Released March 21, 2025.
1. Until You Were Gone
2. I Have Everything
3. Burn It Down
4. Don’t Look At Me That Way
5. Old Fashioned
6. Good To Know You
7. Goodbye
8. It Doesn’t Have To Be Now
9. Golden Thread
10. The Song
11. Lighten Up (It’s Christmas)
©2025 Pandemic Poodle Records. All rights reserved.
CURTIS STIGERS – Songs From My Kitchen, Volume 1
Curtis Stigers burst onto the recording scene in 1991 with his eponymously-titled debut album, which sold 1.5 million copies and spawned several self-penned, pop/soul hit singles, including “You’re All That Matters To Me”, “Never Saw A Miracle” and the worldwide top-ten hit, “I Wonder Why.” The next year the singer/songwriter/saxophonist recorded Nick Lowe’s “(What’s So Funny ‘Bout) Peace Love and Understanding” for “The Bodyguard” soundtrack, which has sold over 45 million copies worldwide. Stigers recorded two more pop-oriented albums in the 1990s and made guest appearances on several albums, including two by his early musical mentor, the legendary jazz pianist Gene Harris. In 2001 Stigers pivoted artistically and signed with Concord Jazz. Over the next 18 years he recorded nine genre-busting albums, combining his jazz sensibilities with his love for emotional, well-written modern songs from a wide variety of sources including rock, blues, soul, country and folk. During this period Stigers co-wrote and sang “This Life”, the Emmy Award-nominated theme song to the wildly popular TV show “Sons Of Anarchy”, and also made cameo appearances in the Seth MacFarlane movies “Ted” and “Ted 2”. All the while, Stigers was cultivating a successful and enduring touring career, playing concerts around the world, performing songs from his jazz albums as well as newly reconstructed “jazz” versions of his hit songs from his early pop albums.
Then 2020 and the Pandemic arrived, and with it a whole new artistic reality. Sidelined at home in Idaho with his wife and four very cute dogs, Stigers, in an attempt to continue to make music and stay in touch with his fans, created a weekly internet livestream show called “Songs From My Kitchen”. The show featured Stigers playing songs in his kitchen, surrounded by his dogs, who didn’t hesitate to whine or wrestle or bark during a performance, especially if the mailman showed up.
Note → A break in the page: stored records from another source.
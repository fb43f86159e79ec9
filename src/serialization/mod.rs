//! Wire-format serialization and serialized-size accounting.
//!
//! Consensus rules bound transactions and blocks by their serialized size,
//! and hashes are computed over the serialized forms, so the encoding here
//! must match the network wire format exactly.

pub mod block;
pub mod transaction;
pub mod varint;

pub use block::{block_serialized_size, serialize_block, serialize_header};
pub use transaction::{serialize_transaction, transaction_serialized_size};
pub use varint::{encode_varint, varint_serialized_size};

use sha2::{Digest, Sha256};

use crate::types::Hash;

/// Double SHA-256, the hash used for txids, block hashes and merkle nodes.
pub fn double_sha256(data: &[u8]) -> Hash {
    let first = Sha256::digest(data);
    let second = Sha256::digest(first);
    let mut out = [0u8; 32];
    out.copy_from_slice(&second);
    out
}
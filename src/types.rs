//! Core data types shared across the validation pipeline.
//!
//! Blocks and transactions are immutable inputs to the rule checks; nothing
//! in this module mutates them after construction.

use chrono::{DateTime, Utc};
use serde::{Deserialize, Serialize};

use crate::serialization;

/// A 256-bit hash.
pub type Hash = [u8; 32];

/// The all-zero hash, used by the null outpoint.
pub const ZERO_HASH: Hash = [0u8; 32];

/// Parse a hash from its big-endian display form into internal byte order.
fn hash_from_hex(s: &str) -> Option<Hash> {
    let mut bytes = [0u8; 32];
    hex::decode_to_slice(s, &mut bytes).ok()?;
    bytes.reverse();
    Some(bytes)
}

fn hash_to_hex(hash: &Hash) -> String {
    let mut reversed = *hash;
    reversed.reverse();
    hex::encode(reversed)
}

/// A block hash in internal (little-endian) byte order.
#[repr(transparent)]
#[derive(Debug, Clone, Copy, PartialEq, Eq, Hash, Serialize, Deserialize)]
pub struct BlockHash(pub Hash);

impl BlockHash {
    /// Parse from the conventional big-endian display form.
    pub fn from_hex(s: &str) -> Option<Self> {
        hash_from_hex(s).map(BlockHash)
    }

    pub fn as_bytes(&self) -> &Hash {
        &self.0
    }
}

impl std::fmt::Display for BlockHash {
    fn fmt(&self, f: &mut std::fmt::Formatter<'_>) -> std::fmt::Result {
        f.write_str(&hash_to_hex(&self.0))
    }
}

/// A transaction id in internal (little-endian) byte order.
///
/// The derived ordering compares raw bytes, which is the ordering the
/// canonical transaction order rule is defined over.
#[repr(transparent)]
#[derive(Debug, Clone, Copy, PartialEq, Eq, PartialOrd, Ord, Hash, Serialize, Deserialize)]
pub struct Txid(pub Hash);

impl Txid {
    /// Parse from the conventional big-endian display form.
    pub fn from_hex(s: &str) -> Option<Self> {
        hash_from_hex(s).map(Txid)
    }

    pub fn as_bytes(&self) -> &Hash {
        &self.0
    }
}

impl std::fmt::Display for Txid {
    fn fmt(&self, f: &mut std::fmt::Formatter<'_>) -> std::fmt::Result {
        f.write_str(&hash_to_hex(&self.0))
    }
}

/// A reference to a transaction output.
#[derive(Debug, Clone, Copy, PartialEq, Eq, Hash, Serialize, Deserialize)]
pub struct OutPoint {
    pub hash: Txid,
    pub index: u32,
}

impl OutPoint {
    pub fn new(hash: Txid, index: u32) -> Self {
        OutPoint { hash, index }
    }

    /// The null outpoint referenced by the sole input of a coinbase.
    pub const fn null() -> Self {
        OutPoint {
            hash: Txid(ZERO_HASH),
            index: u32::MAX,
        }
    }

    pub fn is_null(&self) -> bool {
        self.index == u32::MAX && self.hash.0 == ZERO_HASH
    }
}

/// A transaction input.
#[derive(Debug, Clone, PartialEq, Eq, Serialize, Deserialize)]
pub struct TxInput {
    pub previous_outpoint: OutPoint,
    pub signature_script: Vec<u8>,
    pub sequence: u32,
}

/// A transaction output.
#[derive(Debug, Clone, PartialEq, Eq, Serialize, Deserialize)]
pub struct TxOutput {
    pub value: i64,
    pub pk_script: Vec<u8>,
}

/// A transaction.
#[derive(Debug, Clone, PartialEq, Eq, Serialize, Deserialize)]
pub struct Transaction {
    pub version: i32,
    pub inputs: Vec<TxInput>,
    pub outputs: Vec<TxOutput>,
    pub lock_time: u32,
}

impl Transaction {
    /// The transaction id: double SHA-256 of the serialized transaction.
    pub fn txid(&self) -> Txid {
        Txid(serialization::double_sha256(
            &serialization::serialize_transaction(self),
        ))
    }

    /// Size of the transaction in serialized wire format.
    pub fn serialized_size(&self) -> u64 {
        serialization::transaction_serialized_size(self)
    }
}

/// A block header.
#[derive(Debug, Clone, PartialEq, Eq, Serialize, Deserialize)]
pub struct BlockHeader {
    pub version: i32,
    pub prev_block: BlockHash,
    pub merkle_root: Hash,
    pub timestamp: DateTime<Utc>,
    pub bits: u32,
    pub nonce: u32,
}

impl BlockHeader {
    /// The block hash: double SHA-256 of the 80-byte serialized header.
    pub fn block_hash(&self) -> BlockHash {
        BlockHash(serialization::double_sha256(
            &serialization::serialize_header(self),
        ))
    }
}

/// A block: header plus ordered transactions.
#[derive(Debug, Clone, PartialEq, Eq, Serialize, Deserialize)]
pub struct Block {
    pub header: BlockHeader,
    pub transactions: Vec<Transaction>,
}

impl Block {
    pub fn block_hash(&self) -> BlockHash {
        self.header.block_hash()
    }

    /// Size of the block in serialized wire format.
    pub fn serialized_size(&self) -> u64 {
        serialization::block_serialized_size(self)
    }
}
The freedom of playing solo with only his voice and his guitar allowed Curtis to rediscover some of his older material, songs from his albums and songs previously unrecorded, all in an unplugged, impromptu setting. Additionally, he covered songs by other artists and writers he admired, just for the musical joy of it. It was also a chance for him to hone his acoustic guitar playing, a skill he’d previously used primarily as a tool for songwriting, not performing. “Being stuck at home allowed me the chance to challenge myself and to grow as an artist. I even taught myself how to edit video so I could make homemade clips for the show. It was one of the most creative periods of my life, that strange, isolated year and a half.”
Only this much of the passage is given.